The Prince of Tides never felt like it required my attention so urgently. It seemed like the classic case of the melodrama that warranted Academy consideration only because of its "important" subject matter, and not because it excelled in any of the areas that a budding cinephile would respect.

What I found when actually watching the movie was that it really made me miss the sturdy, family-oriented drama that contained a blend of trauma, romance and humor -- so much so that I toyed with giving it 4.5 stars on Letterboxd.

Cooler heads prevailed and I ended up with four stars, which doesn't do much to distinguish The Prince of Tides from many of the better-than-average films I watch on a weekly basis. But I know in my head that when the year finishes and I'm posting next year's wrap-up post, this has a good chance to be one of my ten best I saw in 2024 that weren't released in 2024.

Nick Nolte at the very top of his game gives this film a good head start. Known for being irascible, Nolte is often also unlikable. Here, though, he shows us a softer side that's still capable of occasional apoplexy (it wouldn't be Nolte without that), that overall keeps us interested in his every moment on screen.

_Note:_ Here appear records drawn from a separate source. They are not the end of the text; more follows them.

//! Terminal session: tokenizes input lines, dispatches to registered
//! commands, keeps history, and snapshots the session after every line.

use std::sync::Arc;

use tokio::sync::RwLock;

use crate::commands::{create_default_registry, CommandContext, CommandRegistry, CommandResult};
use crate::fs::FileTree;
use crate::history::{History, DEFAULT_MAX_HISTORY};
use crate::search::closest;
use crate::store::{SessionSnapshot, SnapshotStore};

/// Unknown-command suggestions require an edit distance strictly below this.
pub const SUGGESTION_THRESHOLD: usize = 5;

pub struct TerminalOptions {
    pub max_history: usize,
    pub store: Option<Arc<dyn SnapshotStore>>,
}

impl Default for TerminalOptions {
    fn default() -> Self {
        Self { max_history: DEFAULT_MAX_HISTORY, store: None }
    }
}

pub struct Terminal {
    tree: Arc<RwLock<FileTree>>,
    history: Arc<RwLock<History>>,
    registry: CommandRegistry,
    store: Option<Arc<dyn SnapshotStore>>,
}

impl Terminal {
    /// Starts a session, restoring state from the store when a usable
    /// snapshot exists. A missing or corrupt snapshot falls back to the
    /// default seed layout.
    pub async fn new(options: TerminalOptions) -> Self {
        let mut tree = FileTree::with_default_layout();
        let mut history = History::new(options.max_history);

        if let Some(store) = &options.store {
            if let Ok(Some(snapshot)) = store.load().await {
                if let Ok(restored) = FileTree::from_snapshot(&snapshot.tree, &snapshot.cwd) {
                    tree = restored;
                    for line in &snapshot.history {
                        history.push(line);
                    }
                }
            }
        }

        Self {
            tree: Arc::new(RwLock::new(tree)),
            history: Arc::new(RwLock::new(history)),
            registry: create_default_registry(),
            store: options.store,
        }
    }

    /// Runs one input line. `&&` chains commands and stops at the first
    /// nonzero exit code; the whole line is recorded in history as typed.
    pub async fn execute(&self, line: &str) -> CommandResult {
        let line = line.trim();
        if line.is_empty() {
            return CommandResult::success(String::new());
        }

        self.history.write().await.push(line);

        let mut stdout = String::new();
        let mut stderr = String::new();
        let mut exit_code = 0;

        for segment in line.split("&&") {
            let mut tokens = segment.split_whitespace();
            let Some(name) = tokens.next() else {
                continue;
            };
            let name = name.to_lowercase();
            let args: Vec<String> = tokens.map(String::from).collect();

            let result = match self.registry.get(&name) {
                Some(cmd) => {
                    let ctx = CommandContext {
                        args,
                        tree: self.tree.clone(),
                        history: self.history.clone(),
                    };
                    cmd.execute(ctx).await
                }
                None => self.unknown_command(&name),
            };

            stdout.push_str(&result.stdout);
            stderr.push_str(&result.stderr);
            exit_code = result.exit_code;
            if exit_code != 0 {
                break;
            }
        }

        if let Some(store) = &self.store {
            if let Err(e) = self.save_snapshot(store.as_ref()).await {
                stderr.push_str(&format!("warning: failed to persist session: {e}\n"));
            }
        }

        CommandResult::with_exit_code(stdout, stderr, exit_code)
    }

    fn unknown_command(&self, name: &str) -> CommandResult {
        let mut stderr = format!("Command not found: {name}\n");
        if let Some(suggestion) = closest(self.registry.names(), name, SUGGESTION_THRESHOLD) {
            stderr.push_str(&format!("Did you mean \"{suggestion}\"?\n"));
        }
        CommandResult::with_exit_code(String::new(), stderr, 127)
    }

    async fn save_snapshot(
        &self,
        store: &dyn SnapshotStore,
    ) -> Result<(), crate::store::StoreError> {
        let snapshot = {
            let tree = self.tree.read().await;
            let history = self.history.read().await;
            SessionSnapshot {
                tree: tree.snapshot(),
                cwd: tree.current_path(),
                history: history.entries(),
            }
        };
        store.save(&snapshot).await
    }

    /// Most-recent-first matches for an incremental reverse search buffer.
    /// An empty buffer matches nothing.
    pub async fn search_history(&self, buffer: &str) -> Vec<String> {
        let mut matches = self.history.read().await.search(buffer);
        matches.reverse();
        matches
    }

    pub async fn current_path(&self) -> String {
        self.tree.read().await.current_path()
    }
}

// ============================================================================
// Tests
// ============================================================================

#[cfg(test)]
mod tests {
    use super::*;
    use crate::store::MemoryStore;

    async fn terminal() -> Terminal {
        Terminal::new(TerminalOptions::default()).await
    }

    #[tokio::test]
    async fn test_execute_simple_command() {
        let term = terminal().await;
        let result = term.execute("ls").await;
        assert_eq!(result.exit_code, 0);
        assert_eq!(result.stdout, "home/\ndocs/\n");
    }

    #[tokio::test]
    async fn test_command_names_are_case_insensitive() {
        let term = terminal().await;
        let result = term.execute("LS /docs").await;
        assert_eq!(result.stdout, "readme.txt\n");
    }

    #[tokio::test]
    async fn test_chain_runs_in_order() {
        let term = terminal().await;
        let result = term.execute("mkdir /a && cd /a && pwd").await;
        assert_eq!(result.exit_code, 0);
        assert_eq!(result.stdout, "/a\n");
    }

    #[tokio::test]
    async fn test_chain_stops_at_first_failure() {
        let term = terminal().await;
        let result = term.execute("cd /nope && mkdir /never").await;
        assert_eq!(result.exit_code, 1);
        assert!(term.execute("ls /never").await.exit_code != 0);
    }

    #[tokio::test]
    async fn test_unknown_command_suggests() {
        let term = terminal().await;
        let result = term.execute("lls").await;
        assert_eq!(result.exit_code, 127);
        assert!(result.stderr.contains("Command not found: lls"));
        assert!(result.stderr.contains("Did you mean \"ls\"?"));
    }

    #[tokio::test]
    async fn test_unknown_command_far_from_everything() {
        let term = terminal().await;
        let result = term.execute("qqqqqqqqqqqq").await;
        assert_eq!(result.exit_code, 127);
        assert!(!result.stderr.contains("Did you mean"));
    }

    #[tokio::test]
    async fn test_unknown_command_breaks_chain() {
        let term = terminal().await;
        let result = term.execute("nope && mkdir /never").await;
        assert_eq!(result.exit_code, 127);
        assert!(term.execute("ls /never").await.exit_code != 0);
    }

    #[tokio::test]
    async fn test_blank_line_not_recorded() {
        let term = terminal().await;
        term.execute("   ").await;
        term.execute("pwd").await;
        let result = term.execute("history").await;
        assert_eq!(result.stdout, "    1  pwd\n    2  history\n");
    }

    #[tokio::test]
    async fn test_chained_line_recorded_as_one_entry() {
        let term = terminal().await;
        term.execute("mkdir /a && cd /a").await;
        let result = term.execute("history").await;
        assert!(result.stdout.starts_with("    1  mkdir /a && cd /a\n"));
    }

    #[tokio::test]
    async fn test_reverse_search_most_recent_first() {
        let term = terminal().await;
        term.execute("mkdir /a").await;
        term.execute("ls").await;
        term.execute("mkdir /b").await;
        let matches = term.search_history("mkdir").await;
        assert_eq!(matches, vec!["mkdir /b".to_string(), "mkdir /a".to_string()]);
        assert!(term.search_history("").await.is_empty());
    }

    #[tokio::test]
    async fn test_snapshot_saved_after_every_line() {
        let store = Arc::new(MemoryStore::new());
        let term = Terminal::new(TerminalOptions {
            store: Some(store.clone()),
            ..Default::default()
        })
        .await;
        term.execute("mkdir /persisted").await;
        term.execute("cd /persisted").await;
        assert_eq!(store.save_count().await, 2);

        let snapshot = store.load().await.unwrap().unwrap();
        assert_eq!(snapshot.cwd, "/persisted");
        assert_eq!(snapshot.history.len(), 2);
    }

    #[tokio::test]
    async fn test_session_restored_from_store() {
        let store = Arc::new(MemoryStore::new());
        {
            let term = Terminal::new(TerminalOptions {
                store: Some(store.clone()),
                ..Default::default()
            })
            .await;
            term.execute("mkdir /kept && cd /kept").await;
        }

        let term = Terminal::new(TerminalOptions {
            store: Some(store),
            ..Default::default()
        })
        .await;
        assert_eq!(term.current_path().await, "/kept");
        let result = term.execute("history").await;
        assert!(result.stdout.contains("mkdir /kept && cd /kept"));
    }
}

The same can be said of Streisand herself, not in terms of the irascibility or apoplexy, but in terms of always being extremely watchable. Streisand has always had an uncomfortable relationship with her own beauty or lack thereof; I think of that line of dialogue in The Mirror Has Two Faces (where Nick Nolte is played by Jeff Bridges) where she says "Why put on makeup? It's still me, only in color." Streisand is certainly not a traditional beauty, but maybe a little bit like Lady Gaga, she is just so interesting to watch. Her elegance in this movie approaches beauty, if we are continuing in this superficial realm that doesn't have anything to do with her performance or her direction.

I remember one of the discussion points around The Prince of Tides was Streisand's failure to get a nomination for best director, just the latest indication that the Academy, especially in 1991, was unwilling to recognize the contributions of women behind the camera. This failure could have been one of the key factors in Jane Campion getting nominated for The Piano two years later. The direction here is not exceptional in terms of camera tricks or outside-the-box choices, but the movie is a good reminder that a director also, perhaps primarily, is tasked with getting good performances from her cast. And the performances here are quite good. 

The story is about Nolte's character, Tom Wingo, who is a South Carolina teacher and football coach who is having a bit of a midlife crisis that probably has its origins in the trauma of an unhappy childhood, whose details we will learn as the narrative plays out. Due to his inattentiveness, his wife (Blythe Danner) is having questions about their future together despite having three girls under the age of 13. The timing of her doubts is inconvenient, though, as he's called to New York after his sister Savannah (Melinda Dillon), a poet, makes her most recent suicide attempt. She's suffering under much the same childhood trauma as he is.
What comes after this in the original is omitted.